Se llevó a cabo un simulacro de ingreso de un paciente con ACV en la guardia del Hospital Houssay de Vicente López, en el que se midieron los tiempos de trabajo, de cara al protocolo que se implementará para tratar a los pacientes con un cuadro agudo de este tipo. Es un tratamiento con el que se consigue que casi no queden secuelas.

“Estamos intentando instaurar un nuevo paradigma en el tratamiento del accidente cerebro vascular en toda la zona norte”, explicó el director médico del Houssay, Pablo Schubaroff. Y luego agregó: “Hoy no existe este tratamiento en hospitales públicos de zona norte y quisimos innovar, para poder brindarle al paciente que tuvo un ACV, en un plazo no más grande de entre tres y cuatro horas, un tratamiento para que pueda volver a la normalidad”.

El protocolo que se implementará en el Hospital Houssay, requiere que el paciente realice la consulta en las primeras tres horas de iniciado el evento. Una vez chequeado eso y que cumpla con todos los requisitos médicos, se le inyectará un medicamento que intenta destapar el vaso afectado, sacando los coágulos de sangre, para lograr que el paciente casi no tenga secuelas.

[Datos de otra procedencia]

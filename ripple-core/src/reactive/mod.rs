//! Reactive Plumbing
//!
//! This module holds the machinery shared by observers and watchers: who is
//! subscribed to what, which computation is currently running, and when
//! deferred work runs.
//!
//! # Concepts
//!
//! ## Subscribers
//!
//! A [`Subscriber`] is a weak, tagged handle to something that reacts to
//! property changes, collection changes, or both. Observers keep them in a
//! [`SubscriberRecord`], which notifies in registration order.
//!
//! ## The Watcher Stack
//!
//! While a computation runs it is the *current watcher*. Proxy reads report
//! to it, and it subscribes itself to the observers behind those reads.
//! Nested computations suspend and resume the outer one.
//!
//! ## Scheduling
//!
//! Computed observers batch through the [`FlushQueue`]; async watchers
//! defer to the task queue drained by [`Runtime::run_pending_tasks`].
//!
//! # Implementation Notes
//!
//! All state is thread-local and single-threaded (`Rc`, `RefCell`). This
//! mirrors an event-loop host: mutation, notification and re-evaluation all
//! happen on one thread, and nothing here is `Send`.

mod context;
mod dependency;
mod runtime;
mod subscriber;

pub use context::{
    current_watcher, enter_watcher, exit_watcher, is_watching, pause_watching, resume_watching,
    stack_depth, untracked, Watcher, WatcherContext,
};
pub use runtime::{FlushQueue, Flushable, Runtime};
pub use subscriber::{
    CollectionSubscriber, FnSubscriber, PropertySubscriber, Subscriber, SubscriberId,
    SubscriberRecord,
};

pub(crate) use dependency::DependencyRecord;
pub(crate) use runtime::FlagGuard;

Por su parte, el jefe del servicio de Neurología del noscomio, Javier Vázquez, expresó: “Lo que ha mostrado esta terapéutica es que a largo plazo, las secuelas que le puedan quedar al paciente después de un ACV, sean mucho menor y pueda llevar su vida lo mas autosuficiente posible”.

La implementación de este protocolo llegará al Houssay mediante un trabajo conjunto con la Fundación Angels.

De acuerdo a datos de la Organización Mundial de la Salud, 15 millones de personas sufren un ACV por año, generando que sea la primera causa de discapacidad y la tercera causa de muerte.